══ SUPPLIED MATERIAL

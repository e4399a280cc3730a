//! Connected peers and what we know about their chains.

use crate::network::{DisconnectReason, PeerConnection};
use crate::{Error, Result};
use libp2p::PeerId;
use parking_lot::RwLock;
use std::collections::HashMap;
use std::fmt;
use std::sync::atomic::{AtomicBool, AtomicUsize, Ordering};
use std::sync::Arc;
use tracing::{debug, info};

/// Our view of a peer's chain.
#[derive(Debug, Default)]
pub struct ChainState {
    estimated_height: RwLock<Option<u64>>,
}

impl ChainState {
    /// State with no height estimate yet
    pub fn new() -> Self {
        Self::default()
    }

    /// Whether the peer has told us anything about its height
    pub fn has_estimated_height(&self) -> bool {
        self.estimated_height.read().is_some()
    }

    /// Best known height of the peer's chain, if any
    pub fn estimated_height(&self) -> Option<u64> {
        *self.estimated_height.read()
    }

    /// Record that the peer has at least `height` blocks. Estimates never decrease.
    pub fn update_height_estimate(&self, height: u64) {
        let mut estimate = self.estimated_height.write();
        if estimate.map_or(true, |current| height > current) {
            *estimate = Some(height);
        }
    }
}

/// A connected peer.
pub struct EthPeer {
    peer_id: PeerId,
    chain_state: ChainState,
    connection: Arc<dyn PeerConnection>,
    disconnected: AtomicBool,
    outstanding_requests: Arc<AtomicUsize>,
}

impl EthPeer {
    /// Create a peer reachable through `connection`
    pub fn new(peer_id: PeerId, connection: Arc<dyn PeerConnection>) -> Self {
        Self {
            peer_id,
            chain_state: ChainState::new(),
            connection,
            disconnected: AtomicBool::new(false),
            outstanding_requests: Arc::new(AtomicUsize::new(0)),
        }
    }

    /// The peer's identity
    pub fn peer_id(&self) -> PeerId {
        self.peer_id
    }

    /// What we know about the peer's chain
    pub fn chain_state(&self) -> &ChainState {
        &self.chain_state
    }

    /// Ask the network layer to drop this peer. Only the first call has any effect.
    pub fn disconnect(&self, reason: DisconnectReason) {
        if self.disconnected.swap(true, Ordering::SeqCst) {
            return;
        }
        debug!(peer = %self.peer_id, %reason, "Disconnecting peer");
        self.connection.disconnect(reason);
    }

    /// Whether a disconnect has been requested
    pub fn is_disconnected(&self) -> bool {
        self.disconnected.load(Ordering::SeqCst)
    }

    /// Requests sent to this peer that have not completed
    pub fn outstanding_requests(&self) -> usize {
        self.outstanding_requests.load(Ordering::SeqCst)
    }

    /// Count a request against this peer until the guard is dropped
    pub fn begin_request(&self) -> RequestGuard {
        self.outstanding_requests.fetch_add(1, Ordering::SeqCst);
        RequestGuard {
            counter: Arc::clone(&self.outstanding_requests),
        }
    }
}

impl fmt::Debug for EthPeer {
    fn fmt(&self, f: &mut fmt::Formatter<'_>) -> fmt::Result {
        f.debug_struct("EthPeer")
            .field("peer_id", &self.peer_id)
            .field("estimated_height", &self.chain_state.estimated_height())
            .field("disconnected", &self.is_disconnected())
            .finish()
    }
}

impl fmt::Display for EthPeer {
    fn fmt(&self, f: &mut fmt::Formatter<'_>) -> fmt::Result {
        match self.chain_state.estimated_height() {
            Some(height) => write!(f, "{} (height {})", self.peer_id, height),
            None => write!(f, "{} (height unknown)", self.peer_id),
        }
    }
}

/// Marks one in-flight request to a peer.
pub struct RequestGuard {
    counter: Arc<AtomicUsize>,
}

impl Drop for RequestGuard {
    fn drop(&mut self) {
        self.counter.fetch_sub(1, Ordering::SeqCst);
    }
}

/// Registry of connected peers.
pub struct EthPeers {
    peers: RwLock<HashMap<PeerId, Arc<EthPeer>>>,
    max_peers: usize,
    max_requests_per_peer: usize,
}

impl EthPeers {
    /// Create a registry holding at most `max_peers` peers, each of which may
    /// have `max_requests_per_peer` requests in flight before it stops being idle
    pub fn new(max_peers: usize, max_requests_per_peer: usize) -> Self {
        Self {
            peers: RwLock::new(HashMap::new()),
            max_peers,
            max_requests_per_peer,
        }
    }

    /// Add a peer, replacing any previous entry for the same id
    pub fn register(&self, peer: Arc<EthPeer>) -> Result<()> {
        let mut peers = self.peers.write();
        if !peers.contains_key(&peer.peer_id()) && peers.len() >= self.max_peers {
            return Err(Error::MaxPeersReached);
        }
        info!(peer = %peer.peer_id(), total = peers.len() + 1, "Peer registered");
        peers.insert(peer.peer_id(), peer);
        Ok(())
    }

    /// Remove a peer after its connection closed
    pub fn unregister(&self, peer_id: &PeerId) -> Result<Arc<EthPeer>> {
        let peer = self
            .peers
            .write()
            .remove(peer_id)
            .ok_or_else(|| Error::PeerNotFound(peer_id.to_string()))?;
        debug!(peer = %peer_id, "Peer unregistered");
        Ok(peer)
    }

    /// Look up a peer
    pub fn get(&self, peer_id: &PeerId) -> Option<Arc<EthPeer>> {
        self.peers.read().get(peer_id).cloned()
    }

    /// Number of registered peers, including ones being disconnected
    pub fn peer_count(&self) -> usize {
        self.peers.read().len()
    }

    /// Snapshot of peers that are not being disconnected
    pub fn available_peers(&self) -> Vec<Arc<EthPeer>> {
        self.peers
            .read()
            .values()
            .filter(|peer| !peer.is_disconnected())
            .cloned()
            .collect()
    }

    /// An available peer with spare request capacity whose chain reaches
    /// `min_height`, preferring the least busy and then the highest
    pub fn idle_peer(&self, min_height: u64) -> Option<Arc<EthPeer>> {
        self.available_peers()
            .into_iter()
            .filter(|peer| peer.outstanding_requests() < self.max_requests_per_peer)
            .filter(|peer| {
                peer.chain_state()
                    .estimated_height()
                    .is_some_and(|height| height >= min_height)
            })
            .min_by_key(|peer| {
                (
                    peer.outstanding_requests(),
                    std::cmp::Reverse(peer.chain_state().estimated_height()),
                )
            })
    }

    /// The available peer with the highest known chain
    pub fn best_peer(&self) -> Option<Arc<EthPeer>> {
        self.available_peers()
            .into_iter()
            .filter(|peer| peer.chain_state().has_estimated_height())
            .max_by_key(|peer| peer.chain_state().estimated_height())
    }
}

════

Find each line holding the string "AtomicBool" in the listing above, then copy it.

▶ _EXERCISE RESULT_:
use std::sync::atomic::{AtomicBool, AtomicUsize, Ordering};
    disconnected: AtomicBool,
            disconnected: AtomicBool::new(false),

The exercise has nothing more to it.